Читаем К. Н. Батюшков под гнетом душевной болезни полностью

Так раскрывается слишком оземленившееся, но надземью реявшее и к подземью ретивое, — слишком «землеретное» миросозерцание Батюшкова. Отсюда же выясняются и поверхностные научно-критические взгляды поэта-художника на человеческую сущность и жизнь.

Гнетущая сила таких обличительных выводов падает, впрочем, столько же на Батюшкова, сколько и на общество, в котором он вырос и жил.
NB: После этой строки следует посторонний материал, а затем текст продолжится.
// Copyright (c) 2025 Geoffrey Huntley <ghuntley@ghuntley.com>. All rights reserved.
// SPDX-License-Identifier: Proprietary

//! Signed Chef server API client.

use chrono::{SecondsFormat, Utc};
use reqwest::{Client, StatusCode};
use rsa::RsaPrivateKey;
use serde::de::DeserializeOwned;
use serde::Deserialize;
use std::collections::BTreeSet;
use tracing::{debug, instrument};
use url::Url;

use crate::config::ChefConfig;
use crate::error::{ChefApiError, ChefApiResult};
use crate::signing;

/// The parts of a Chef node document authentication uses.
#[derive(Debug, Clone, Default, PartialEq, Eq, Deserialize)]
pub struct ChefNode {
	pub name: String,
	#[serde(default = "default_environment")]
	pub chef_environment: String,
	#[serde(default)]
	pub run_list: Vec<String>,
	#[serde(default)]
	pub normal: NodeAttributes,
}

#[derive(Debug, Clone, Default, PartialEq, Eq, Deserialize)]
pub struct NodeAttributes {
	#[serde(default)]
	pub tags: Vec<String>,
}

fn default_environment() -> String {
	"_default".to_string()
}

impl ChefNode {
	/// Roles named by `role[<name>]` run-list entries.
	pub fn roles(&self) -> Vec<String> {
		self.run_list
			.iter()
			.filter_map(|entry| entry.strip_prefix("role[")?.strip_suffix(']'))
			.map(str::to_string)
			.collect::<BTreeSet<_>>()
			.into_iter()
			.collect()
	}

	pub fn tags(&self) -> &[String] {
		&self.normal.tags
	}
}

#[derive(Debug, Deserialize)]
struct ClientDocument {
	public_key: String,
}

pub struct ChefClient {
	http: Client,
	base_url: Url,
	client_name: String,
	key: RsaPrivateKey,
}

impl ChefClient {
	pub fn new(http: Client, config: &ChefConfig) -> ChefApiResult<Self> {
		if config.base_url.is_empty() || config.client_name.is_empty() || config.client_key.is_empty() {
			return Err(ChefApiError::Config(
				"base_url, client_name and client_key must be configured".to_string(),
			));
		}
		let base_url = Url::parse(&format!("{}/", config.base_url.trim_end_matches('/')))
			.map_err(|e| ChefApiError::Config(format!("invalid base_url: {e}")))?;
		Ok(Self {
			http,
			base_url,
			client_name: config.client_name.clone(),
			key: signing::parse_private_key(&config.client_key)?,
		})
	}

	#[instrument(skip(self), fields(client = %self.client_name), name = "ChefClient::get")]
	async fn get<T: DeserializeOwned>(&self, resource: &str, what: &str) -> ChefApiResult<T> {
		let url = self
			.base_url
			.join(resource)
			.map_err(|e| ChefApiError::Config(format!("invalid resource path: {e}")))?;
		let timestamp = Utc::now().to_rfc3339_opts(SecondsFormat::Secs, true);
		let headers = signing::signed_headers(&self.key, &self.client_name, "GET", url.path(), b"", &timestamp)?;

		let mut request = self.http.get(url.clone()).header("Accept", "application/json");
		for (name, value) in headers {
			request = request.header(name, value);
		}
		let response = request.send().await?;
		let status = response.status();
		debug!(%status, path = url.path(), "chef api response");
		if status == StatusCode::NOT_FOUND {
			return Err(ChefApiError::NotFound(what.to_string()));
		}
		if !status.is_success() {
			let message = response.text().await.unwrap_or_default();
			return Err(ChefApiError::Api {
				status: status.as_u16(),
				message: message.chars().take(256).collect(),
			});
		}
		response
			.json()
			.await
			.map_err(|e| ChefApiError::InvalidResponse(e.to_string()))
	}

	/// PEM public key registered for `client_name`.
	pub async fn client_public_key(&self, client_name: &str) -> ChefApiResult<String> {
		let doc: ClientDocument = self
			.get(&format!("clients/{client_name}"), &format!("client {client_name}"))
			.await?;
		Ok(doc.public_key)
	}

	pub async fn node(&self, name: &str) -> ChefApiResult<ChefNode> {
		self.get(&format!("nodes/{name}"), &format!("node {name}")).await
	}
}
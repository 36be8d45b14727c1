// Copyright (c) 2025 Geoffrey Huntley <ghuntley@ghuntley.com>. All rights reserved.
// SPDX-License-Identifier: Proprietary

//! Server configuration for keyward.
//!
//! Layers are merged in precedence order: built-in defaults, then
//! `/etc/keyward/server.toml` (or an explicit path), then `KEYWARD_SERVER_*`
//! environment variables.

mod error;
mod layer;
mod sections;
mod sources;

use std::collections::HashSet;

use tracing::debug;

pub use error::ConfigError;
pub use layer::ServerConfigLayer;
pub use sections::*;
pub use sources::{
	ConfigSource, DefaultsSource, EnvSource, Precedence, TomlSource, ENV_PREFIX, SYSTEM_CONFIG_PATH,
};

/// Fully resolved server configuration.
#[derive(Debug, Clone)]
pub struct ServerConfig {
	pub http: HttpConfig,
	pub logging: LoggingConfig,
	pub system: SystemConfig,
	pub jobs: JobsConfig,
	pub mounts: Vec<MountConfig>,
}

impl ServerConfig {
	pub fn socket_addr(&self) -> String {
		self.http.socket_addr()
	}
}

/// Load configuration from defaults, the system TOML file and the environment.
pub fn load_config() -> Result<ServerConfig, ConfigError> {
	load_from_sources(vec![
		Box::new(DefaultsSource),
		Box::new(TomlSource::system()),
		Box::new(EnvSource::new()),
	])
}

/// Like [`load_config`] but reads the TOML file at `config_path`, which must exist.
pub fn load_config_with_file(
	config_path: impl Into<std::path::PathBuf>,
) -> Result<ServerConfig, ConfigError> {
	load_from_sources(vec![
		Box::new(DefaultsSource),
		Box::new(TomlSource::new(config_path)),
		Box::new(EnvSource::new()),
	])
}

fn load_from_sources(mut sources: Vec<Box<dyn ConfigSource>>) -> Result<ServerConfig, ConfigError> {
	sources.sort_by_key(|s| s.precedence());

	let mut merged = ServerConfigLayer::default();
	for source in sources {
		debug!(source = source.name(), "loading configuration source");
		merged.merge(source.load()?);
	}

	finalize(merged)
}

/// Resolve a merged layer, applying defaults and validation.
pub fn finalize(layer: ServerConfigLayer) -> Result<ServerConfig, ConfigError> {
	let config = ServerConfig {
		http: layer.http.unwrap_or_default().finalize(),
		logging: layer.logging.unwrap_or_default().finalize(),
		system: layer.system.unwrap_or_default().finalize()?,
		jobs: layer.jobs.unwrap_or_default().finalize()?,
		mounts: layer.mounts.unwrap_or_else(default_mounts),
	};
	validate_config(&config)?;
	Ok(config)
}

fn default_mounts() -> Vec<MountConfig> {
	[
		MountMethod::Aws,
		MountMethod::Chef,
		MountMethod::Radius,
		MountMethod::Azure,
		MountMethod::Httpbasic,
	]
	.into_iter()
	.map(|method| MountConfig {
		path: method.as_str().to_string(),
		method,
	})
	.collect()
}

fn validate_config(config: &ServerConfig) -> Result<(), ConfigError> {
	if config.system.default_lease_ttl > config.system.max_lease_ttl {
		return Err(ConfigError::Validation(
			"system.default_lease_ttl cannot exceed system.max_lease_ttl".to_string(),
		));
	}

	let mut seen = HashSet::new();
	for mount in &config.mounts {
		let valid = !mount.path.is_empty()
			&& mount
				.path
				.chars()
				.all(|c| c.is_ascii_alphanumeric() || c == '-' || c == '_');
		if !valid {
			return Err(ConfigError::Validation(format!(
				"invalid mount path '{}'",
				mount.path
			)));
		}
		if !seen.insert(mount.path.as_str()) {
			return Err(ConfigError::Validation(format!(
				"mount path '{}' is used more than once",
				mount.path
			)));
		}
	}
	Ok(())
}

#[cfg(test)]
mod tests {
	use super::*;
	use std::io::Write;
	use std::time::Duration;

	#[test]
	fn test_finalize_defaults() {
		let config = finalize(ServerConfigLayer::default()).unwrap();
		assert_eq!(config.socket_addr(), "127.0.0.1:8200");
		assert_eq!(config.mounts.len(), 5);
		assert_eq!(config.system.max_lease_ttl, Duration::from_secs(768 * 3600));
	}

	#[test]
	fn test_env_overrides_file() {
		let mut file = tempfile::NamedTempFile::new().unwrap();
		write!(file, "[http]\nport = 9000\nhost = \"0.0.0.0\"\n").unwrap();

		let env = EnvSource::with_lookup(|name| (name == "KEYWARD_SERVER_PORT").then(|| "9443".to_string()));
		let config = load_from_sources(vec![
			Box::new(env),
			Box::new(TomlSource::new(file.path())),
			Box::new(DefaultsSource),
		])
		.unwrap();
		assert_eq!(config.socket_addr(), "0.0.0.0:9443");
	}

	#[test]
	fn test_default_lease_above_max_rejected() {
		let layer = ServerConfigLayer {
			system: Some(SystemConfigLayer {
				default_lease_ttl: Some("2h".to_string()),
				max_lease_ttl: Some("1h".to_string()),
			}),
			..Default::default()
		};
		assert!(matches!(finalize(layer), Err(ConfigError::Validation(_))));
	}

	#[test]
	fn test_duplicate_and_invalid_mount_paths_rejected() {
		for mounts in ["aws,aws", "a/b=aws"] {
			let layer = ServerConfigLayer {
				mounts: Some(MountConfig::parse_list(mounts).unwrap()),
				..Default::default()
			};
			assert!(finalize(layer).is_err(), "{mounts}");
		}
	}

	#[test]
	fn test_toml_file_over_defaults() {
		let mut file = tempfile::NamedTempFile::new().unwrap();
		write!(
			file,
			r#"
[system]
default_lease_ttl = "30m"
max_lease_ttl = "2h"

[jobs]
periodic_tick_interval = "15s"

[[mounts]]
path = "ec2"
method = "aws"
"#
		)
		.unwrap();

		let layer = TomlSource::new(file.path()).load().unwrap();
		let config = finalize(layer).unwrap();
		assert_eq!(config.system.default_lease_ttl, Duration::from_secs(1800));
		assert_eq!(config.jobs.periodic_tick_interval, Duration::from_secs(15));
		assert_eq!(
			config.mounts,
			vec![MountConfig {
				path: "ec2".to_string(),
				method: MountMethod::Aws
			}]
		);
	}
}

#[cfg(test)]
mod proptests {
	use super::*;
	use proptest::prelude::*;

	proptest! {
		#[test]
		fn lease_ordering_is_enforced(default in 1u64..10_000, max in 1u64..10_000) {
			let layer = ServerConfigLayer {
				system: Some(SystemConfigLayer {
					default_lease_ttl: Some(default.to_string()),
					max_lease_ttl: Some(max.to_string()),
				}),
				..Default::default()
			};
			prop_assert_eq!(finalize(layer).is_ok(), default <= max);
		}
	}
}
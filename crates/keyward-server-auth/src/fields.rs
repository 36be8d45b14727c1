// Copyright (c) 2025 Geoffrey Huntley <ghuntley@ghuntley.com>. All rights reserved.
// SPDX-License-Identifier: Proprietary

//! Serde helpers for request fields and stored records.
//!
//! Durations are stored as whole seconds. On input they may also be given as
//! humantime strings (`"90s"`, `"72h"`) or numeric strings (`"60"`). Lists may
//! be a JSON array or a comma-separated string.

use serde::de::{self, Deserializer};
use serde::{Deserialize, Serializer};
use std::time::Duration;

#[derive(Deserialize)]
#[serde(untagged)]
enum RawDuration {
	Secs(u64),
	Text(String),
}

fn parse_raw<E: de::Error>(raw: RawDuration) -> Result<Duration, E> {
	match raw {
		RawDuration::Secs(secs) => Ok(Duration::from_secs(secs)),
		RawDuration::Text(text) => parse_duration(&text).map_err(E::custom),
	}
}

/// Parse `"3600"`, `"1h"` or `"1h 30m"`.
pub fn parse_duration(text: &str) -> Result<Duration, String> {
	let text = text.trim();
	if text.is_empty() {
		return Ok(Duration::ZERO);
	}
	if let Ok(secs) = text.parse::<u64>() {
		return Ok(Duration::from_secs(secs));
	}
	humantime::parse_duration(text).map_err(|e| format!("invalid duration '{text}': {e}"))
}

pub mod duration_secs {
	use super::*;

	pub fn serialize<S>(duration: &Duration, serializer: S) -> Result<S::Ok, S::Error>
	where
		S: Serializer,
	{
		serializer.serialize_u64(duration.as_secs())
	}

	pub fn deserialize<'de, D>(deserializer: D) -> Result<Duration, D::Error>
	where
		D: Deserializer<'de>,
	{
		parse_raw(RawDuration::deserialize(deserializer)?)
	}
}

pub mod opt_duration {
	use super::*;

	pub fn serialize<S>(duration: &Option<Duration>, serializer: S) -> Result<S::Ok, S::Error>
	where
		S: Serializer,
	{
		match duration {
			Some(d) => serializer.serialize_some(&d.as_secs()),
			None => serializer.serialize_none(),
		}
	}

	pub fn deserialize<'de, D>(deserializer: D) -> Result<Option<Duration>, D::Error>
	where
		D: Deserializer<'de>,
	{
		match Option::<RawDuration>::deserialize(deserializer)? {
			Some(raw) => parse_raw(raw).map(Some),
			None => Ok(None),
		}
	}
}

#[derive(Deserialize)]
#[serde(untagged)]
enum RawList {
	Many(Vec<String>),
	One(String),
}

fn split_list(raw: RawList) -> Vec<String> {
	let items = match raw {
		RawList::Many(items) => items,
		RawList::One(text) => text.split(',').map(str::to_string).collect(),
	};
	items
		.into_iter()
		.map(|s| s.trim().to_string())
		.filter(|s| !s.is_empty())
		.collect()
}

pub mod string_list {
	use super::*;

	pub fn deserialize<'de, D>(deserializer: D) -> Result<Vec<String>, D::Error>
	where
		D: Deserializer<'de>,
	{
		Ok(split_list(RawList::deserialize(deserializer)?))
	}
}

pub mod opt_string_list {
	use super::*;

	pub fn deserialize<'de, D>(deserializer: D) -> Result<Option<Vec<String>>, D::Error>
	where
		D: Deserializer<'de>,
	{
		Ok(Option::<RawList>::deserialize(deserializer)?.map(split_list))
	}
}

#[cfg(test)]
mod tests {
	use super::*;
	use serde::Serialize;

	#[derive(Debug, Serialize, Deserialize)]
	struct Input {
		#[serde(default, with = "opt_duration")]
		max_ttl: Option<Duration>,
		#[serde(default, deserialize_with = "opt_string_list::deserialize")]
		#[serde(skip_serializing)]
		policies: Option<Vec<String>>,
	}

	#[test]
	fn durations_accept_seconds_and_humantime() {
		let a: Input = serde_json::from_str(r#"{"max_ttl": 120}"#).unwrap();
		let b: Input = serde_json::from_str(r#"{"max_ttl": "2m"}"#).unwrap();
		let c: Input = serde_json::from_str(r#"{"max_ttl": "120"}"#).unwrap();
		assert_eq!(a.max_ttl, Some(Duration::from_secs(120)));
		assert_eq!(b.max_ttl, a.max_ttl);
		assert_eq!(c.max_ttl, a.max_ttl);

		let none: Input = serde_json::from_str("{}").unwrap();
		assert!(none.max_ttl.is_none());
	}

	#[test]
	fn bad_duration_is_rejected() {
		assert!(serde_json::from_str::<Input>(r#"{"max_ttl": "soon"}"#).is_err());
	}

	#[test]
	fn lists_accept_csv_and_arrays() {
		let a: Input = serde_json::from_str(r#"{"policies": "p, q,,r"}"#).unwrap();
		let b: Input = serde_json::from_str(r#"{"policies": ["p", "q", "r"]}"#).unwrap();
		assert_eq!(a.policies, Some(vec!["p".into(), "q".into(), "r".into()]));
		assert_eq!(a.policies, b.policies);
	}

	#[test]
	fn durations_serialize_as_seconds() {
		let input = Input {
			max_ttl: Some(Duration::from_secs(90)),
			policies: None,
		};
		assert_eq!(serde_json::to_string(&input).unwrap(), r#"{"max_ttl":90}"#);
	}
}
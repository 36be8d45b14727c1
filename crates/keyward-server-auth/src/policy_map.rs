// Copyright (c) 2025 Geoffrey Huntley <ghuntley@ghuntley.com>. All rights reserved.
// SPDX-License-Identifier: Proprietary

//! Named policy sets (`<prefix><name>` → policies).
//!
//! Backs Chef environment/role/tag maps and RADIUS user entries.

use serde::{Deserialize, Serialize};
use std::sync::Arc;

use crate::error::{AuthError, AuthResult};
use crate::policy;
use crate::storage::{Storage, StorageExt};

#[derive(Debug, Clone, Default, PartialEq, Eq, Serialize, Deserialize)]
pub struct PolicyMapEntry {
	pub policies: Vec<String>,
}

pub struct PolicyMapStore {
	storage: Arc<dyn Storage>,
	prefix: &'static str,
}

impl PolicyMapStore {
	pub fn new(storage: Arc<dyn Storage>, prefix: &'static str) -> Self {
		Self { storage, prefix }
	}

	fn key(&self, name: &str) -> AuthResult<String> {
		let name = name.trim();
		if name.is_empty() || name.contains('/') {
			return Err(AuthError::bad_request(format!("invalid name {name:?}")));
		}
		Ok(format!("{}{}", self.prefix, name.to_lowercase()))
	}

	pub async fn get(&self, name: &str) -> AuthResult<Option<PolicyMapEntry>> {
		self.storage.get_json(&self.key(name)?).await
	}

	/// Stores the policies without adding `default`; the union is sanitized at login.
	pub async fn put(&self, name: &str, policies: &[String]) -> AuthResult<PolicyMapEntry> {
		let mut policies: Vec<String> = policies
			.iter()
			.map(|p| p.trim().to_lowercase())
			.filter(|p| !p.is_empty())
			.collect();
		policies.sort();
		policies.dedup();
		let entry = PolicyMapEntry { policies };
		self.storage.put_json(&self.key(name)?, &entry).await?;
		Ok(entry)
	}

	pub async fn delete(&self, name: &str) -> AuthResult<()> {
		self.storage.delete(&self.key(name)?).await?;
		Ok(())
	}

	pub async fn list(&self) -> AuthResult<Vec<String>> {
		let keys = self.storage.list(self.prefix).await?;
		Ok(keys.into_iter().filter(|k| !k.ends_with('/')).collect())
	}

	/// Union of the policies mapped to each of `names`. Unknown names contribute nothing.
	pub async fn union<'a, I>(&self, names: I) -> AuthResult<Vec<String>>
	where
		I: IntoIterator<Item = &'a String>,
	{
		let mut all = Vec::new();
		for name in names {
			if let Some(entry) = self.get(name).await? {
				all.extend(entry.policies);
			}
		}
		Ok(policy::sanitize(all))
	}
}
// Copyright (c) 2025 Geoffrey Huntley <ghuntley@ghuntley.com>. All rights reserved.
// SPDX-License-Identifier: Proprietary

//! Background job scheduler for the keyward server.
//!
//! Runs periodic jobs with retry and keeps a bounded in-memory run history
//! from which job health is derived. The periodic tick that drives every
//! mounted backend's housekeeping is one such job.

pub mod context;
pub mod error;
pub mod health;
pub mod history;
pub mod job;
pub mod periodic;
pub mod scheduler;
pub mod types;

pub use context::{CancellationToken, JobContext};
pub use error::{JobError, Result};
pub use health::{HealthState, JobHealthStatus, JobsHealthStatus, LastRunInfo, UNHEALTHY_AFTER_FAILURES};
pub use history::RunHistory;
pub use job::Job;
pub use periodic::PeriodicTickJob;
pub use scheduler::JobScheduler;
pub use types::{JobOutput, JobRun, JobSchedule, JobStatus, TriggerSource};
// Copyright (c) 2025 Geoffrey Huntley <ghuntley@ghuntley.com>. All rights reserved.
// SPDX-License-Identifier: Proprietary

//! Redacting wrapper for credentials that flow through the auth backends.
//!
//! Passwords, client secrets, RADIUS shared secrets, private keys and per-role
//! HMAC keys are held in [`Secret<T>`] so that they:
//!
//! - never appear in `Debug`/`Display` output or in `tracing` fields
//! - serialize as `"[REDACTED]"` when a response or config dump is rendered
//! - are zeroized on drop
//! - compare in constant time
//!
//! ```
//! use keyward_common_secret::SecretString;
//!
//! let password = SecretString::new("hunter2".to_string());
//! assert_eq!(format!("{password}"), "[REDACTED]");
//! assert_eq!(password.expose(), "hunter2");
//! ```

use std::fmt;
use subtle::ConstantTimeEq;
use zeroize::Zeroize;

/// Placeholder rendered instead of the wrapped value.
pub const REDACTED: &str = "[REDACTED]";

/// A sensitive value that is only reachable through [`Secret::expose`].
#[derive(Zeroize)]
#[zeroize(drop)]
pub struct Secret<T>
where
	T: Zeroize,
{
	inner: T,
}

pub type SecretString = Secret<String>;
pub type SecretBytes = Secret<Vec<u8>>;

impl<T> Secret<T>
where
	T: Zeroize,
{
	pub fn new(inner: T) -> Self {
		Self { inner }
	}

	/// Explicitly access the inner value.
	pub fn expose(&self) -> &T {
		&self.inner
	}

	/// Clone the inner value out of the wrapper.
	pub fn into_inner(self) -> T
	where
		T: Clone,
	{
		self.inner.clone()
	}
}

impl<T> Secret<T>
where
	T: Zeroize + AsRef<[u8]>,
{
	/// Constant-time comparison against a candidate value.
	pub fn ct_eq(&self, candidate: &[u8]) -> bool {
		self.inner.as_ref().ct_eq(candidate).into()
	}

	pub fn is_empty(&self) -> bool {
		self.inner.as_ref().is_empty()
	}
}

impl<T> Clone for Secret<T>
where
	T: Zeroize + Clone,
{
	fn clone(&self) -> Self {
		Self {
			inner: self.inner.clone(),
		}
	}
}

impl<T> fmt::Debug for Secret<T>
where
	T: Zeroize,
{
	fn fmt(&self, f: &mut fmt::Formatter<'_>) -> fmt::Result {
		f.debug_tuple("Secret").field(&REDACTED).finish()
	}
}

impl<T> fmt::Display for Secret<T>
where
	T: Zeroize,
{
	fn fmt(&self, f: &mut fmt::Formatter<'_>) -> fmt::Result {
		f.write_str(REDACTED)
	}
}

impl<T> PartialEq for Secret<T>
where
	T: Zeroize + AsRef<[u8]>,
{
	fn eq(&self, other: &Self) -> bool {
		self.ct_eq(other.inner.as_ref())
	}
}

impl<T> Eq for Secret<T> where T: Zeroize + AsRef<[u8]> {}

impl From<String> for SecretString {
	fn from(value: String) -> Self {
		Secret::new(value)
	}
}

impl From<&str> for SecretString {
	fn from(value: &str) -> Self {
		Secret::new(value.to_string())
	}
}

// =============================================================================
// Serde Integration
// =============================================================================

#[cfg(feature = "serde")]
mod serde_impl {
	use super::{Secret, REDACTED};
	use serde::{Deserialize, Deserializer, Serialize, Serializer};
	use zeroize::Zeroize;

	impl<T> Serialize for Secret<T>
	where
		T: Zeroize,
	{
		fn serialize<S>(&self, serializer: S) -> Result<S::Ok, S::Error>
		where
			S: Serializer,
		{
			serializer.serialize_str(REDACTED)
		}
	}

	impl<'de, T> Deserialize<'de> for Secret<T>
	where
		T: Deserialize<'de> + Zeroize,
	{
		fn deserialize<D>(deserializer: D) -> Result<Self, D::Error>
		where
			D: Deserializer<'de>,
		{
			T::deserialize(deserializer).map(Secret::new)
		}
	}
}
Преобладавшее в современном ему обществе большинство увлекалось духовно-тлетворными порождениями французской революции в роде «религии разума»: редко кто не жил тогда без оглядки на все святое и заветное, — редко кто не коротал век под гнетом нравственной распущенности, среди причуд и праздной роскоши. Недаром же Батюшков признавал «владычество французского языка» пагубным.

VI. Общество и литературный кружок, к которым принадлежал Батюшков

С зарею наступающего мира, которого мы видим сладостное мерцание на горизонте политическом, просвещение сделает новые шаги в отечестве нашем: снова процветут промышленность, искусства и науки, и все сладостные надежды сбудутся.

К. Батюшков (I, 162–163).

В числе бывших в Москве при больном Батюшкове врачей один иноземный немец оставил по себе добрую память и почтенную известность как ученый психиатр и литературный человек.[42] Он вёл свои «Записки» и к слову вносил коротенькие заметки о московском обществе. Заметки делались, конечно, под свежими впечатлениями знакомства с родными и друзьями больного поэта. Ежедневно и поочередно обедая у кого-нибудь из них, в одном месте «Записок» он высказал искреннюю благодарность за ту неподдельную приветливость, с которою почтенные люди приютили иностранца на чужбине, и прибавил, между прочим, вот что:

«Холостые могут не держать здесь своей кухни, потому что в Москве сохранилось старинное гостеприимство. Здесь установился такой обычай, что раз приглашенный, когда бы ни вздумал прийти к обеду, всегда найдет готовый для себя прибор. Здесь не знают привычки под видом подачек на пиво щедро платить за обед, как у нас зачастую бывает. Кроме того, у нас почти невежливо не съесть всего, что положишь на тарелку; здесь, напротив, съедается иной раз небольшой кусочек, и всё остальное уносится вместе с тарелкою. У нас труднее приобретаются средства к жизни; от того каждый бережнее относится ко всему, что у него есть. Здесь большинство живет доходами с приобретенных имений[43], трудом крепостных людей окупается жизнь господ. До 1812 года, как все в один голос уверяют меня, среди здешней знати, да и во всей России жилось еще пышнее и роскошнее. У многих были свои музыкальные капеллы и от 50 до 60 человек прислуги. Теперь доходы с имений уменьшились наполовину: некоторые помещики запутались в долгах, и не так легко стало держать больше 20–30 человек прислуги. Нужда ставит дворянстве в необходимость заботиться о личном заработке и приниматься за серьезное дело. Когда оно примется, тогда только образование и просвещение мало-помалу проникнут в крестьянское сословие и вообще в низшие классы народа».

Заметка доктора, как видят читатели, дышит живою правдою. Расчетливый немец не без удивления заметил, что московское хлебосольство приглашало к обеду не один голодный аппетит и не знало обязательного Trinkgeld'a[44]. От зоркости наблюдателя не укрылась и «грибоедовская Москва» с фамусовскою неразборчивостию в гостеприимстве:

Кто хочет к нам пожаловать, — изволь;Дверь отперта для званых и незваных…
Хоть честной человек, хоть нет,Для нас равнехонько: для всех готов обед.[45]